* **WORK INSTRUCTION**
Wherever the string "indices" occurs in a line of these records, report that line.
*** SOURCE RECORDS ***
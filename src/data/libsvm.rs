//! LibSVM format data source
//!
//! Each line is `label index:value index:value ...` with 1-based feature indices:
//!
//! ```text
//! +1 1:0.5 3:1.2 7:0.8
//! -1 2:0.3 5:2.1
//! ```

use super::{binarize_label, default_feature_name};
use crate::core::{DataSource, ReproError, Result, Sample, SparseVector};
use crate::provenance::{ComponentConfig, ObjectKind, ObjectProvenance};
use log::debug;
use std::fs::File;
use std::io::{BufRead, BufReader};
use std::path::{Path, PathBuf};

/// Samples read from a LibSVM file, configurable by its path
#[derive(Debug, Clone)]
pub struct LibSVMSource {
    path: PathBuf,
    feature_names: Vec<String>,
    samples: Vec<Sample>,
}

impl LibSVMSource {
    pub const CLASS_NAME: &'static str = "LibSVMSource";

    /// Load a LibSVM format file
    pub fn from_file<P: AsRef<Path>>(path: P) -> Result<Self> {
        let path = path.as_ref();
        let file = File::open(path)?;
        let (feature_names, samples) = Self::parse(BufReader::new(file))?;
        debug!(
            "Loaded {} samples with {} features from {}",
            samples.len(),
            feature_names.len(),
            path.display()
        );
        Ok(Self {
            path: path.to_path_buf(),
            feature_names,
            samples,
        })
    }

    /// Rebuild from an extracted configuration; `path` is required
    pub fn from_config(config: &ComponentConfig) -> Result<Self> {
        Self::from_file(config.require_str("path")?)
    }

    pub fn path(&self) -> &Path {
        &self.path
    }

    /// Parse LibSVM content into feature names and samples
    ///
    /// The feature count is one past the largest index seen.
    pub fn parse<R: BufRead>(reader: R) -> Result<(Vec<String>, Vec<Sample>)> {
        let mut samples = Vec::new();
        let mut dimensions = 0;

        for (line_num, line) in reader.lines().enumerate() {
            let line = line?;
            let line = line.trim();
            if line.is_empty() || line.starts_with('#') {
                continue;
            }

            let sample = parse_line(line).map_err(|e| {
                ReproError::ParseError(format!("Error parsing line {}: {e}", line_num + 1))
            })?;
            if let Some(&max_idx) = sample.features.indices.last() {
                dimensions = dimensions.max(max_idx + 1);
            }
            samples.push(sample);
        }

        if samples.is_empty() {
            return Err(ReproError::EmptyDataset);
        }

        Ok(((0..dimensions).map(default_feature_name).collect(), samples))
    }
}

impl DataSource for LibSVMSource {
    fn samples(&self) -> &[Sample] {
        &self.samples
    }

    fn feature_names(&self) -> &[String] {
        &self.feature_names
    }

    fn provenance(&self) -> ObjectProvenance {
        ObjectProvenance::new(ObjectKind::DataSource, Self::CLASS_NAME)
            .with_configured("path", self.path.to_string_lossy().into_owned())
            .with_instance("num-examples", self.samples.len() as i64)
    }
}

/// Parse a single line in libsvm format
fn parse_line(line: &str) -> std::result::Result<Sample, String> {
    let mut parts = line.split_whitespace();
    let label_str = parts.next().ok_or("empty line")?;
    let label = label_str
        .parse::<f64>()
        .map_err(|_| format!("invalid label: {label_str}"))?;

    let mut indices = Vec::new();
    let mut values = Vec::new();
    for feature in parts {
        let (index, value) = feature
            .split_once(':')
            .ok_or_else(|| format!("invalid feature format: {feature}"))?;
        let index = index
            .parse::<usize>()
            .map_err(|_| format!("invalid feature index: {index}"))?;
        let value = value
            .parse::<f64>()
            .map_err(|_| format!("invalid feature value: {value}"))?;
        if index == 0 {
            return Err("feature indices are 1-based, found 0".to_string());
        }
        indices.push(index - 1);
        values.push(value);
    }

    Ok(Sample::new(
        SparseVector::new(indices, values),
        binarize_label(label),
    ))
}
*** End of SOURCE RECORDS ***
* **REPLY TO THE TASK**
//! Each line is `label index:value index:value ...` with 1-based feature indices:
            if let Some(&max_idx) = sample.features.indices.last() {
    let mut indices = Vec::new();
            return Err("feature indices are 1-based, found 0".to_string());
        indices.push(index - 1);
        SparseVector::new(indices, values),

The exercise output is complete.